// Tests for replaying throw logs through the engine
use cornhole_core::{
    BoardGeometry, Bounds, LandingResult, MatchOutcome, MatchRules, MatchStatus, PhysicsConfig,
    Point, WindState,
};
use cornhole_host::{
    load_log, load_report, replay_match, save_report, simulate_throw, LoggedThrow, ThrowLog,
};
use serde_json::json;

const FIXTURE: &str = concat!(env!("CARGO_MANIFEST_DIR"), "/tests/fixtures/match-log_seed42.json");

fn throw(player: usize, angle: f64, power: f64) -> LoggedThrow {
    LoggedThrow {
        player,
        angle,
        power,
    }
}

fn log_with(throws: Vec<LoggedThrow>) -> ThrowLog {
    ThrowLog {
        v: 1,
        seed: 7,
        board: None,
        rules: None,
        physics: None,
        players: None,
        initial_wind: None,
        throws,
    }
}

/// A board so large every landing counts as a hole
fn everything_is_a_hole() -> BoardGeometry {
    BoardGeometry {
        bounds: Bounds {
            x: -100.0,
            y: -100.0,
            width: 1000.0,
            height: 800.0,
        },
        hole_center: Point::new(400.0, 300.0),
        hole_radius: 2000.0,
    }
}

#[test]
fn test_replay_fixture_log() {
    let log = load_log(FIXTURE).expect("Failed to load fixture");
    let report = replay_match(&log).expect("Replay failed");

    assert_eq!(report.throws.len(), 6, "Expected all 6 throws replayed");
    assert_eq!(report.summary.status, MatchStatus::Active);
    assert_eq!(report.summary.rounds, 4, "Three full rounds played, fourth pending");
    assert_eq!(report.summary.players.len(), 2);
    assert_eq!(report.summary.players[0].username, "bagmaster");
    assert!(report.summary.outcome.is_none(), "Unfinished match has no outcome");
    assert_eq!(report.log_hash.len(), 64, "Hash should be 32 bytes hex-encoded");

    let mut per_player = [0u32; 2];
    for t in &report.throws {
        per_player[t.player] += t.points;
    }
    assert_eq!(per_player, report.summary.scores, "Every throw is scored exactly once");

    for (i, t) in report.throws.iter().enumerate() {
        assert_eq!(t.player, i % 2, "Players alternate");
        assert_eq!(t.round as usize, i / 2 + 1);
    }
}

#[test]
fn test_replay_determinism() {
    let log = load_log(FIXTURE).unwrap();
    let a = replay_match(&log).unwrap();
    let b = replay_match(&log).unwrap();

    assert_eq!(a.log_hash, b.log_hash, "Same log must give the same hash");
    assert_eq!(a.summary, b.summary);
    assert_eq!(a.throws, b.throws);
    assert_eq!(a.final_wind, b.final_wind);
}

#[test]
fn test_seed_changes_wind_but_not_hash_inputs() {
    let log = load_log(FIXTURE).unwrap();
    let mut other = log.clone();
    other.seed = 43;

    let a = replay_match(&log).unwrap();
    let b = replay_match(&other).unwrap();
    assert_ne!(a.throws[0].wind, b.throws[0].wind, "Wind is drawn from the seed");
    assert_ne!(a.log_hash, b.log_hash, "Seed is bound into the hash");
}

#[test]
fn test_hole_in_one_with_synced_calm_wind() {
    let mut log = log_with(vec![throw(0, 90.0, 80.0)]);
    log.initial_wind = Some(WindState::CALM);
    log.board = Some(BoardGeometry {
        bounds: Bounds {
            x: 320.0,
            y: 330.0,
            width: 160.0,
            height: 240.0,
        },
        hole_center: Point::new(400.0, 448.6),
        hole_radius: 25.0,
    });

    let report = replay_match(&log).unwrap();
    assert_eq!(report.throws[0].result, LandingResult::Hole);
    assert_eq!(report.summary.scores, [3, 0]);
    assert_eq!(report.summary.status, MatchStatus::Active);
}

#[test]
fn test_throw_after_completion_rejected() {
    let mut log = log_with(vec![throw(0, 80.0, 60.0), throw(1, 80.0, 60.0)]);
    log.board = Some(everything_is_a_hole());
    log.rules = Some(MatchRules {
        target_score: 3,
        round_equalizer: false,
    });

    let err = replay_match(&log).unwrap_err().to_string();
    assert!(err.contains("Throw 1 rejected"), "Unexpected error: {}", err);

    log.throws.pop();
    let report = replay_match(&log).unwrap();
    assert_eq!(report.summary.status, MatchStatus::Completed);
    assert_eq!(report.summary.outcome, Some(MatchOutcome::Winner(0)));
}

#[test]
fn test_equalizer_draw_replay() {
    let mut log = log_with(vec![throw(0, 80.0, 60.0), throw(1, 80.0, 60.0)]);
    log.board = Some(everything_is_a_hole());
    log.rules = Some(MatchRules {
        target_score: 3,
        round_equalizer: true,
    });

    let report = replay_match(&log).unwrap();
    assert_eq!(report.summary.scores, [3, 3]);
    assert_eq!(report.summary.status, MatchStatus::Completed);
    assert_eq!(report.summary.outcome, Some(MatchOutcome::Draw));
}

#[test]
fn test_out_of_turn_throw_rejected() {
    let log = log_with(vec![throw(0, 80.0, 60.0), throw(0, 80.0, 60.0)]);
    let err = replay_match(&log).unwrap_err().to_string();
    assert!(err.contains("illegal turn"), "Unexpected error: {}", err);
}

#[test]
fn test_invalid_throw_rejected() {
    let log = log_with(vec![throw(0, 190.0, 60.0)]);
    let err = replay_match(&log).unwrap_err().to_string();
    assert!(err.contains("invalid throw input"), "Unexpected error: {}", err);
}

#[test]
fn test_unsupported_version() {
    let mut log = log_with(vec![]);
    log.v = 2;
    let err = replay_match(&log).unwrap_err().to_string();
    assert!(err.contains("Unsupported log version"));
}

#[test]
fn test_too_many_throws() {
    let throws = (0..2001).map(|i| throw(i % 2, 80.0, 10.0)).collect();
    let err = replay_match(&log_with(throws)).unwrap_err().to_string();
    assert!(err.contains("Too many throws"), "Unexpected error: {}", err);
}

#[test]
fn test_player_count_must_be_two() {
    let raw = json!({
        "v": 1,
        "seed": 1,
        "players": [{ "wallet": "a", "username": "solo" }],
        "throws": []
    });
    let log: ThrowLog = serde_json::from_value(raw).unwrap();
    let err = replay_match(&log).unwrap_err().to_string();
    assert!(err.contains("Expected 2 players"));
}

#[test]
fn test_minimal_log_parses_with_defaults() {
    let raw = json!({ "v": 1, "seed": 5, "throws": [{ "player": 0, "angle": 85.0, "power": 50.0 }] });
    let log: ThrowLog = serde_json::from_value(raw).unwrap();
    let report = replay_match(&log).unwrap();
    assert_eq!(report.summary.players[0].wallet, "player-1");
    assert_eq!(report.throws.len(), 1);
}

#[test]
fn test_report_save_and_load() {
    let log = load_log(FIXTURE).unwrap();
    let report = replay_match(&log).unwrap();

    let path = std::env::temp_dir().join(format!("cornhole-report-test-{}.json", std::process::id()));
    let path = path.to_str().unwrap();
    save_report(&report, path).unwrap();
    let loaded = load_report(path).unwrap();
    std::fs::remove_file(path).ok();

    assert_eq!(loaded.log_hash, report.log_hash);
    assert_eq!(loaded.summary, report.summary);
}

#[test]
fn test_simulate_single_throw() {
    let board = BoardGeometry::standard();
    let t = simulate_throw(60.0, 50.0, &WindState::CALM, &board).unwrap();
    assert_eq!(t.result, LandingResult::Miss, "Lands on the ground right of the board");
    assert_eq!(t.points, 0);
    assert!((t.landing_point.x - 637.0).abs() < 1e-6);

    assert!(simulate_throw(0.0, 50.0, &WindState::CALM, &board).is_err());
}

#[test]
fn test_hash_binds_wind_board_and_rules() {
    let base = log_with(vec![throw(0, 80.0, 60.0), throw(1, 75.0, 55.0)]);
    let base_hash = replay_match(&base).unwrap().log_hash;

    let mut windy = base.clone();
    windy.initial_wind = Some(WindState::new(15.0, 180.0));
    assert_ne!(replay_match(&windy).unwrap().log_hash, base_hash, "Wind changes the hash");

    let mut moved = base.clone();
    moved.board = Some(BoardGeometry::centered_at(300.0, 260.0));
    assert_ne!(replay_match(&moved).unwrap().log_hash, base_hash, "Board changes the hash");

    let mut short = base.clone();
    short.rules = Some(MatchRules {
        target_score: 11,
        round_equalizer: false,
    });
    assert_ne!(replay_match(&short).unwrap().log_hash, base_hash, "Rules change the hash");

    let mut heavy = base.clone();
    heavy.physics = Some(PhysicsConfig {
        gravity: 0.2,
        ..PhysicsConfig::default()
    });
    assert_ne!(replay_match(&heavy).unwrap().log_hash, base_hash, "Physics changes the hash");
}

#[test]
fn test_report_carries_wind_history() {
    let mut log = log_with(vec![throw(0, 80.0, 60.0), throw(1, 75.0, 55.0), throw(0, 85.0, 50.0)]);
    let start = WindState::new(6.0, 45.0);
    log.initial_wind = Some(start);

    let report = replay_match(&log).unwrap();
    assert_eq!(report.throws[0].wind, start, "First throw flies through the synced wind");
    for pair in report.throws.windows(2) {
        assert_ne!(pair[0].wind, pair[1].wind, "Wind regenerates between throws");
    }
    let last = report.throws.last().unwrap();
    assert_ne!(report.final_wind, last.wind, "Final wind is the one after the last throw");
}
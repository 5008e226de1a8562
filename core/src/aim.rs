use crate::constants::*;
use crate::error::CoreError;
use crate::physics::PhysicsConfig;
use crate::types::{Point, ThrowInput, Trajectory};
use crate::wind::WindState;

/// Turn a pointer drag into throw parameters.
///
/// Power scales with drag length and the angle is measured on the `start - end` vector, so
/// an upward drag throws upward. Returns `None` for non-upward drags and for drags too
/// short to count as a throw.
pub fn throw_from_drag(start: Point, end: Point) -> Option<ThrowInput> {
    let dx = start.x - end.x;
    let dy = start.y - end.y;
    let power = (dx.hypot(dy) / DRAG_POWER_DIVISOR).min(MAX_POWER);
    let angle = dy.atan2(dx).to_degrees();

    if power < MIN_THROW_POWER || angle <= 0.0 || angle >= 180.0 {
        return None;
    }

    Some(ThrowInput { angle, power })
}

/// Drifted flight path for drawing an aim guide.
pub fn preview(
    physics: &PhysicsConfig,
    input: &ThrowInput,
    wind: &WindState,
    launch: Point,
) -> Result<Trajectory, CoreError> {
    let raw = physics.integrate(input.angle, input.power, wind, launch)?;
    Ok(physics.apply_drift(raw, wind))
}
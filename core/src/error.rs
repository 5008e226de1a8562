use thiserror::Error;

/// Everything the engine can refuse to do.
///
/// None of these are retryable: they are either bad input or a turn-order violation,
/// and the state they were raised against is left untouched.
#[derive(Debug, Clone, PartialEq, Error)]
pub enum CoreError {
    #[error("invalid throw input: {0}")]
    InvalidInput(String),

    #[error("illegal turn: {0}")]
    IllegalTurn(String),

    #[error("illegal transition: {0}")]
    IllegalTransition(String),

    #[error("a throw by player {0} is still being resolved")]
    ThrowInFlight(usize),

    #[error("unknown player index {0}")]
    UnknownPlayer(usize),

    #[error("both player slots are already bound")]
    MatchFull,

    #[error("wallet {0} is already bound to this match")]
    DuplicatePlayer(String),

    #[error("player {0} has already committed this round")]
    AlreadyCommitted(usize),

    #[error("player {0} has already revealed this round")]
    AlreadyRevealed(usize),

    #[error("player {0} has no commitment this round")]
    CommitmentMissing(usize),

    #[error("reveal by player {0} does not match the commitment")]
    CommitmentMismatch(usize),

    #[error("reveals are locked until both players have committed")]
    RevealTooEarly,

    #[error("invalid commitment encoding: {0}")]
    InvalidCommitment(String),
}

§ **Task details**:
In the listing above, find the line with "counts as a hole" and the line with "match has no". Output those two lines and every line between them, exactly as written.

§ **Problem solution**:
/// A board so large every landing counts as a hole
fn everything_is_a_hole() -> BoardGeometry {
    BoardGeometry {
        bounds: Bounds {
            x: -100.0,
            y: -100.0,
            width: 1000.0,
            height: 800.0,
        },
        hole_center: Point::new(400.0, 300.0),
        hole_radius: 2000.0,
    }
}

#[test]
fn test_replay_fixture_log() {
    let log = load_log(FIXTURE).expect("Failed to load fixture");
    let report = replay_match(&log).expect("Replay failed");

    assert_eq!(report.throws.len(), 6, "Expected all 6 throws replayed");
    assert_eq!(report.summary.status, MatchStatus::Active);
    assert_eq!(report.summary.rounds, 4, "Three full rounds played, fourth pending");
    assert_eq!(report.summary.players.len(), 2);
    assert_eq!(report.summary.players[0].username, "bagmaster");
    assert!(report.summary.outcome.is_none(), "Unfinished match has no outcome");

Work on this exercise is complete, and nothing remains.